The UTAS UTS-15 is a 12 gauge pump-action shotgun made by UTAŞ Defense of Turkey, with two 7-round magazine tubes that can feed in an alternating or selecting pattern.

==Background==
The UTS-15 was developed as a result of a request to UTAS made by Smith & Wesson in 2006 to develop "the ultimate police shotgun".

Smith & Wesson's criteria for the shotgun were: 12-Gauge, pump-action, less than 30" overall length, and 13-round minimum capacity.

==Features==
The UTS-15 has a 28.3" overall length with an 18.5" barrel, chambered for 2½", 2¾", and 3" magnum ammunition. Constructed primarily of fiber-reinforced injection molded polymer, the UTS-15 weighs 6.9 lbs.

Additionally, there is a top-mounted picatinny rail for the mounting of a wide variety of both iron and optical sights, coupled with Beretta-style barrel threading for choke tubes.

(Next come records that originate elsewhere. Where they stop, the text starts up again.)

//! Rewrites an extracted subtree into self-contained XHTML.

use html_escape::{encode_double_quoted_attribute, encode_text};
use scraper::{ElementRef, Node};
use url::Url;

use crate::sanitizer::extractor::{ContentExtractor, MAX_DEPTH};

/// Elements kept as-is (with filtered attributes).
const ALLOWED_TAGS: &[&str] = &[
    "a", "abbr", "b", "blockquote", "br", "caption", "cite", "code", "dd", "del", "dfn", "dl", "dt",
    "em", "figcaption", "figure", "h1", "h2", "h3", "h4", "h5", "h6", "hr", "i", "img", "ins", "kbd",
    "li", "mark", "ol", "p", "pre", "q", "s", "samp", "small", "strong", "sub", "sup", "table",
    "tbody", "td", "tfoot", "th", "thead", "time", "tr", "u", "ul", "var",
];

/// Elements dropped with their subtree even when not junk for scoring.
const DROP_TAGS: &[&str] = &["audio", "video", "source", "track", "picture", "map", "area", "dialog", "menu"];

const VOID_TAGS: &[&str] = &["br", "hr", "img"];

const UNSAFE_SCHEMES: &[&str] = &["javascript", "vbscript", "data", "file"];

/// Output of a rewrite pass.
#[derive(Debug, Clone, Default, PartialEq)]
pub struct Markup {
    pub html: String,
    pub has_remote_resources: bool,
}

pub struct MarkupWriter<'a> {
    extractor: &'a ContentExtractor,
    base: &'a Url,
    /// Title already rendered by the chapter template; a first heading that
    /// repeats it is skipped.
    title: Option<String>,
    seen_heading: bool,
    out: Markup,
}

impl<'a> MarkupWriter<'a> {
    pub fn new(extractor: &'a ContentExtractor, base: &'a Url) -> Self {
        Self {
            extractor,
            base,
            title: None,
            seen_heading: false,
            out: Markup::default(),
        }
    }

    pub fn skip_heading_matching(mut self, title: &str) -> Self {
        self.title = Some(normalize_heading(title));
        self
    }

    /// Write the children of `root` (the container itself is not emitted).
    pub fn write(mut self, root: ElementRef<'_>) -> Markup {
        self.write_children(root, 0);
        self.out
    }

    fn write_children(&mut self, element: ElementRef<'_>, depth: usize) {
        if depth >= MAX_DEPTH {
            return;
        }

        for child in element.children() {
            match child.value() {
                Node::Text(text) => self.push_text(text),
                Node::Element(_) => {
                    if let Some(child) = ElementRef::wrap(child) {
                        self.write_element(child, depth + 1);
                    }
                }
                _ => {}
            }
        }
    }

    fn write_element(&mut self, element: ElementRef<'_>, depth: usize) {
        let name = element.value().name();

        if self.extractor.is_junk(element) || DROP_TAGS.contains(&name) {
            return;
        }

        if is_heading(name) && !self.seen_heading {
            self.seen_heading = true;
            let text = normalize_heading(&element.text().collect::<String>());
            if self.title.as_deref() == Some(text.as_str()) {
                return;
            }
        }

        if !ALLOWED_TAGS.contains(&name) {
            // Unknown or layout-only element: keep its content.
            self.write_children(element, depth);
            return;
        }

        let attrs = match self.attributes(element) {
            Some(attrs) => attrs,
            // An image without a usable source is dropped entirely.
            None => return,
        };

        self.out.html.push('<');
        self.out.html.push_str(name);
        for (key, value) in &attrs {
            self.out.html.push(' ');
            self.out.html.push_str(key);
            self.out.html.push_str("=\"");
            self.out.html.push_str(&encode_double_quoted_attribute(&clean_xml_chars(value)));
            self.out.html.push('"');
        }

        if VOID_TAGS.contains(&name) {
            self.out.html.push_str("/>");
            return;
        }

        self.out.html.push('>');
        self.write_children(element, depth);
        self.out.html.push_str("</");
        self.out.html.push_str(name);
        self.out.html.push('>');
    }

    /// Allowed attributes for `element`, with URLs made absolute. Returns
    /// `None` when the element must be dropped.
    fn attributes(&mut self, element: ElementRef<'_>) -> Option<Vec<(&'static str, String)>> {
        let el = element.value();
        let mut attrs = Vec::new();

        match el.name() {
            "a" => {
                if let Some(href) = el.attr("href").and_then(|h| self.resolve(h)) {
                    attrs.push(("href", href));
                }
                push_plain(&mut attrs, el.attr("title"), "title");
            }
            "img" => {
                // Lazy-loading pages often park the real source in data-src.
                let src = el
                    .attr("src")
                    .and_then(|s| self.resolve(s))
                    .or_else(|| el.attr("data-src").and_then(|s| self.resolve(s)))?;
                attrs.push(("src", src));
                attrs.push(("alt", el.attr("alt").unwrap_or_default().to_string()));
                push_plain(&mut attrs, el.attr("title"), "title");
                self.out.has_remote_resources = true;
            }
            "blockquote" | "q" | "del" | "ins" => {
                if let Some(cite) = el.attr("cite").and_then(|c| self.resolve(c)) {
                    attrs.push(("cite", cite));
                }
            }
            "td" | "th" => {
                push_numeric(&mut attrs, el.attr("colspan"), "colspan");
                push_numeric(&mut attrs, el.attr("rowspan"), "rowspan");
            }
            "ol" => push_numeric(&mut attrs, el.attr("start"), "start"),
            "abbr" => push_plain(&mut attrs, el.attr("title"), "title"),
            "time" => push_plain(&mut attrs, el.attr("datetime"), "datetime"),
            _ => {}
        }

        Some(attrs)
    }

    /// Resolve `raw` against the page base. Executable and inline-data URLs
    /// are rejected.
    fn resolve(&self, raw: &str) -> Option<String> {
        let raw = raw.trim();
        if raw.is_empty() {
            return None;
        }
        let url = self.base.join(raw).ok()?;
        if UNSAFE_SCHEMES.contains(&url.scheme()) {
            return None;
        }
        Some(url.to_string())
    }

    fn push_text(&mut self, text: &str) {
        self.out.html.push_str(&encode_text(&clean_xml_chars(text)));
    }
}

fn push_plain(attrs: &mut Vec<(&'static str, String)>, value: Option<&str>, key: &'static str) {
    if let Some(value) = value.map(str::trim).filter(|v| !v.is_empty()) {
        attrs.push((key, value.to_string()));
    }
}

fn push_numeric(attrs: &mut Vec<(&'static str, String)>, value: Option<&str>, key: &'static str) {
    if let Some(n) = value.and_then(|v| v.trim().parse::<u32>().ok()) {
        attrs.push((key, n.to_string()));
    }
}

fn is_heading(name: &str) -> bool {
    matches!(name, "h1" | "h2" | "h3" | "h4" | "h5" | "h6")
}

fn normalize_heading(text: &str) -> String {
    text.split_whitespace().collect::<Vec<_>>().join(" ").to_lowercase()
}

/// Drop characters XML 1.0 does not allow.
fn clean_xml_chars(text: &str) -> String {
    text.chars()
        .filter(|&c| matches!(c, '\t' | '\n' | '\r') || (c >= ' ' && c != '\u{FFFE}' && c != '\u{FFFF}'))
        .collect()
}
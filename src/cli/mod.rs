pub mod commands;

use std::path::PathBuf;

use clap::Parser;

use crate::config::run::Overrides;

#[derive(Parser)]
#[command(name = "laterpress")]
#[command(about = "Turn a read-later RSS/Atom feed into an EPUB", long_about = None)]
pub struct Cli {
    /// URL of the read-later feed
    #[arg(required_unless_present = "url_flag")]
    pub url: Option<String>,

    /// URL of the read-later feed (alternative to the positional argument)
    #[arg(long = "url", value_name = "URL", conflicts_with = "url")]
    pub url_flag: Option<String>,

    /// Maximum number of feed entries to consider
    #[arg(short = 'n', long)]
    pub max_items: Option<usize>,

    /// User-Agent header sent with every request
    #[arg(short = 'A', long)]
    pub user_agent: Option<String>,

    /// Output path (default: read-later-YYYY-MM-DD.epub)
    #[arg(short, long)]
    pub output: Option<PathBuf>,

    /// Book title (default: "Read Later Articles - YYYY-MM-DD")
    #[arg(short, long)]
    pub title: Option<String>,

    /// Number of articles fetched concurrently
    #[arg(short, long)]
    pub workers: Option<usize>,

    /// Per-article timeout in seconds
    #[arg(long, value_name = "SECS")]
    pub timeout: Option<u64>,

    /// Overall deadline for fetching articles, in seconds
    #[arg(long, value_name = "SECS")]
    pub deadline: Option<u64>,

    /// Config file path (default: ~/.config/laterpress/config.toml)
    #[arg(short, long)]
    pub config: Option<PathBuf>,

    /// Print the run summary as JSON
    #[arg(long)]
    pub json: bool,

    /// Enable debug logging
    #[arg(short, long)]
    pub debug: bool,
}

impl Cli {
    pub fn feed_url(&self) -> Option<&str> {
        self.url.as_deref().or(self.url_flag.as_deref())
    }

    pub fn overrides(&self) -> Overrides {
        Overrides {
            max_items: self.max_items,
            user_agent: self.user_agent.clone(),
            workers: self.workers,
            timeout_secs: self.timeout,
            deadline_secs: self.deadline,
            output: self.output.clone(),
            title: self.title.clone(),
        }
    }
}
//! # laterpress
//!
//! Turns a read-later RSS/Atom feed into a single EPUB for offline reading.
//!
//! ## Architecture
//!
//! ```text
//! FeedFetcher → Normalizer → ParallelResolver (fetch + sanitize) → EpubAssembler
//! ```
//!
//! - [`fetcher`]: HTTP retrieval of the feed and of each linked article
//! - [`normalizer`]: Converts RSS/Atom documents into ordered feed items
//! - [`sanitizer`]: Content-density extraction and XHTML cleanup
//! - [`epub`]: OCF container, package document and navigation
//!
//! ## Quick Start
//!
//! ```bash
//! # Convert the ten newest entries
//! laterpress https://example.com/read-later.xml
//!
//! # Twenty entries, custom title and output
//! laterpress https://example.com/read-later.xml -n 20 -t "Weekend" -o weekend.epub
//! ```

/// Application context and error handling.
///
/// The [`AppContext`](app::AppContext) struct wires together the fetcher,
/// normalizer and resolver around one immutable run configuration.
pub mod app;

/// Command-line interface using clap.
pub mod cli;

/// Configuration management.
///
/// Loads from `~/.config/laterpress/config.toml` and merges command-line
/// overrides into a [`RunConfig`](config::RunConfig).
pub mod config;

/// Core domain models.
///
/// - [`FeedItem`](domain::FeedItem): one normalized feed entry
/// - [`RawPage`](domain::RawPage): a fetched article page
/// - [`Chapter`](domain::Chapter): a sanitized article ready to package
pub mod domain;

/// EPUB assembly and archive writing.
pub mod epub;

/// HTTP fetching.
///
/// - [`Fetcher`](fetcher::Fetcher): Async trait for retrieval
/// - [`HttpFetcher`](fetcher::http_fetcher::HttpFetcher): reqwest-based implementation
/// - [`ParallelResolver`](fetcher::parallel::ParallelResolver): Concurrent article resolution with semaphore
pub mod fetcher;

/// Feed parsing and normalization.
pub mod normalizer;

/// End-to-end run and summary.
pub mod pipeline;

/// Article extraction.
pub mod sanitizer;
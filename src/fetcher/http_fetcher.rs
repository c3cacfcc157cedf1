use std::time::Duration;

use async_trait::async_trait;
use reqwest::header::CONTENT_TYPE;
use reqwest::redirect::Policy;
use reqwest::Client;
use url::Url;

use crate::app::{FetchFailure, LaterError, Result};
use crate::fetcher::{FetchOutcome, FetchedBody, Fetcher};

const MAX_REDIRECTS: usize = 10;

pub struct HttpFetcher {
    client: Client,
}

impl HttpFetcher {
    pub fn new(user_agent: &str, timeout: Duration) -> Result<Self> {
        let client = Client::builder()
            .timeout(timeout)
            .redirect(Policy::limited(MAX_REDIRECTS))
            .gzip(true)
            .brotli(true)
            .user_agent(user_agent)
            .build()
            .map_err(|e| LaterError::Config(format!("Failed to build HTTP client: {}", e)))?;

        Ok(Self { client })
    }
}

#[async_trait]
impl Fetcher for HttpFetcher {
    async fn fetch(&self, url: &Url) -> FetchOutcome {
        let response = self.client.get(url.clone()).send().await?;

        response.error_for_status_ref()?;

        let final_url = response.url().clone();
        let charset = response
            .headers()
            .get(CONTENT_TYPE)
            .and_then(|v| v.to_str().ok())
            .and_then(charset_param);
        let body = response.bytes().await?.to_vec();

        if body.iter().all(u8::is_ascii_whitespace) {
            return Err(FetchFailure::EmptyBody);
        }

        tracing::debug!("Fetched {} bytes from {}", body.len(), final_url);
        Ok(FetchedBody {
            final_url,
            body,
            charset,
        })
    }
}

/// The `charset` parameter of a `Content-Type` value.
fn charset_param(content_type: &str) -> Option<String> {
    content_type.split(';').skip(1).find_map(|param| {
        let (key, value) = param.split_once('=')?;
        let value = value.trim().trim_matches('"');
        (key.trim().eq_ignore_ascii_case("charset") && !value.is_empty()).then(|| value.to_string())
    })
}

The following features are standard on all UTS-15 models:
- Bullpup design: pistol grip and trigger are located forward of the barrel breech and action assembly. This allows for the same barrel length as a traditional shotgun but shortens the overall length of the weapon.
- Top-mounted picatinny rail: allows for the mounting of a wide variety of iron and optical sights.
- Twin magazine tubes: set above the barrel to allow for easy access to the loading ports.
- Alternating or select tube feed: a selector switch located on the top of the tube/barrel assembly allows for use of multiple ammo types (i.e.: buckshot and birdshot; buckshot and rubber pellets; etc.).
- Built-in laser/light controls: the right side of the grip is reserved for controls (a button) for controlling the optional light and laser assembly.
- Threaded barrel: Beretta-style barrel threading for choke tubes allows the UTS-15 to be adapted for any situation and a range of attachments.

=== Accessories ===
- Front and rear sight assembly: machined from a solid billet of 7000 series ordinance aluminium with matte black anodized finish these sights are elevation and windage adjustable.
- Tactical Choke Tube: machined from 4140 ordinance grade steel and matte black oxide finished. This choke features muzzle spikes and gas ports for breaching. Also considered a choked cylinder it can be used for firing slugs as well as buck shot.
- 7.5" Barrel Extension: machined from 4140 ordnance grade steel with a matte black oxide finish. This attachment is threaded to screw into the UTS-15 barrel (like the Tactical Choke Tube).
- Red Laser/Flashlight Unit: the laser/flashlight unit is specially designed for the UTS-15 shotgun. The flashlight casts a 200 lumen lens focused beam when switched on (using the integrated control button on the grip). The laser is high-intensity and adjustable for both windage and elevation. The machined aluminum housing for the laser/flashlight holds two lithium batteries and is specifically designed to slide into the barrel retaining tube in the lower stock below the barrel where it is held in place by the barrel retaining cap. The UTAS provided set comes with the necessary equipment for mounting the assembly into the shotgun.

==Variants==
- UTS-15 Desert: features a digitized camo pattern used by both American and NATO forces. Incorporates a desert sand base coat over which the two-color non-glare digital camouflage pattern is applied.
- UTS-15 Marine: features a digitized camo pattern which incorporates a marine blue base coat over which the black and gray non-glare digital camouflage pattern is applied. The springs have a corrosion-resistant coating and all exposed metal parts are satin nickel-plated to be resistant to saltwater. All other metal parts, such as the barrel are black chromed or similarly treated to further increase saltwater corrosion resistance. Also used by Amphibious Marine Brigade (Turkish Armed Forces)
- UTS-15 Hunting: features a hunting-style camouflage pattern.
- UTS-15A: A semi-automatic variant of the UTS-15, currently in development.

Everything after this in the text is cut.